If not what did the system in fact do?
By John R
#23701
Digressing somewhat, I know that some submarines have diesel engines which breath their own exhaust gas plus oxygen, the advantage being that they don't have to carry an air supply, four fifths of which is non-combustible nitrogen. I would be interested to know if they can also generate enough electricity to electrolyse sufficient oxygen from seawater to supply that, too. And you could also use some of the surplus hydrogen to run a fuel cell for when you didn't want bubbles going up to the surface. And to supply drinking water!
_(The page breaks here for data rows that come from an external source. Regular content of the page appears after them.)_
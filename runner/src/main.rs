use std::fs::File;
use std::io::Write;
use std::path::Path;
use std::str::FromStr;
use std::sync::Arc;
use std::time::Duration;

use anyhow::{anyhow, Context, Result};
use clap::Parser;
use log::{error, info, LevelFilter};

use scenario_common::abi::AbiRegistry;
use scenario_common::fetcher::Interpreter;
use scenario_common::registry::RegistryStore;
use scenario_common::value::parse_address;

use scenario_runner::client::DaemonExecutor;
use scenario_runner::commands;
use scenario_runner::config::Config;
use scenario_runner::logger;
use scenario_runner::script::{self, ScriptOutcome};

#[tokio::main]
async fn main() -> Result<()> {
    let mut config: Config = Config::parse();
    if let Some(path) = config.config_file.as_ref() {
        if config.generate_config_template {
            if Path::new(path).exists() {
                eprintln!("Config file already exists at {}", path);
                return Ok(());
            }

            let mut file = File::create(path).context("Error while creating config file")?;
            let json = serde_json::to_string_pretty(&config)
                .context("Error while serializing config file")?;
            file.write_all(json.as_bytes())
                .context("Error while writing config file")?;
            println!("Config file template generated at {}", path);
            return Ok(());
        }

        let file = File::open(path).context("Error while opening config file")?;
        config = serde_json::from_reader(file).context("Error while reading config file")?;
    } else if config.generate_config_template {
        eprintln!("--config-file is required to generate the config template");
        return Ok(());
    }

    let level = LevelFilter::from_str(&config.log_level)
        .map_err(|_| anyhow!("Invalid log level '{}'", config.log_level))?;
    logger::init(level).context("Error while initializing the logger")?;

    if !config.network_allowed() {
        return Err(anyhow!(
            "Refusing to run against mainnet without --allow-mainnet"
        ));
    }

    let script_path = config
        .script
        .as_ref()
        .ok_or_else(|| anyhow!("No scenario script given, use --script <path>"))?;

    let store = RegistryStore::new(&config.registry_dir);
    let mut world = store
        .load(config.network)
        .with_context(|| format!("Error while loading the {} registry", config.network))?;
    info!(
        "Loaded {} registry entries for {}",
        world.registry().len(),
        config.network
    );

    for raw in &config.account {
        let (name, address) = parse_account(raw)?;
        world = world.with_account(name, address);
    }

    let abis = match config.abis.as_ref() {
        Some(path) => AbiRegistry::load_from_file(path)
            .with_context(|| format!("Error while loading ABIs from {}", path.display()))?,
        None => AbiRegistry::new(),
    };
    let abis = Arc::new(abis);

    let executor = Arc::new(DaemonExecutor::new(&config.daemon_address, abis.clone()));
    let interpreter =
        Interpreter::with_timeout(executor, abis, Duration::from_secs(config.timeout_secs));
    commands::register_all(&interpreter)?;

    let source = std::fs::read_to_string(script_path)
        .with_context(|| format!("Error while reading {}", script_path.display()))?;
    let ScriptOutcome { world, error } = script::run_source(&interpreter, world, &source).await;

    // Registrations completed before a halt are still persisted
    store
        .persist(&world)
        .context("Error while persisting the contract registry")?;
    info!(
        "Persisted {} registry entries for {}",
        world.registry().len(),
        world.network()
    );

    match error {
        Some(err) => {
            error!("Script halted: {}", err);
            Err(err.into())
        }
        None => {
            info!("Script completed: {} command(s) executed", world.trace().len());
            Ok(())
        }
    }
}

fn parse_account(raw: &str) -> Result<(&str, scenario_common::value::Address)> {
    let (name, address) = raw
        .split_once('=')
        .ok_or_else(|| anyhow!("Invalid account '{}', expected name=0xaddress", raw))?;
    let address = parse_address(address)
        .ok_or_else(|| anyhow!("Invalid address for account '{}'", name))?;
    Ok((name, address))
}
Hey I'm in the wrong job here!
By Alan R
#23702
Hi guys------------ please do have a look at this. Scroll down for a section relating to the Enfield.----------------------- http://en.wikipedia.org/wiki/Air_suction_valve --------------------- Now here's a thought, if we put a reed valve at the air inlet connection on the exhaust pipe and feed fuel down that air pipe we might get a pulsed-jet effect out of the exhaust pipe-----just like the Argus engine on the WW2 V1 "Flying Bomb"... Which leads nicely into this-----------------(PS Set to FULL screen and FULL volume !!!!) http://www.youtube.com/watch?v=z8Q9oAPrvZo --------------------- GRUNDA 12, here's your next Enfield project then ???------- As the late, great Fred Dibnah used to say "A nice Demon-Stration"
By Danish Dan
#23703
Thanks Pete F for setting me straight. Then the line to the inlet was just a vacuum tube to actuate the valve in the toolbox - that makes sense. Now I don´t have to feel bad for having removed it ten years ago. And for Gerry M´s original question - you should remove it. There is af risk of it beaing erratic and leaning the mixture (so called false air) from time to time. I also remember it making an anoying noise?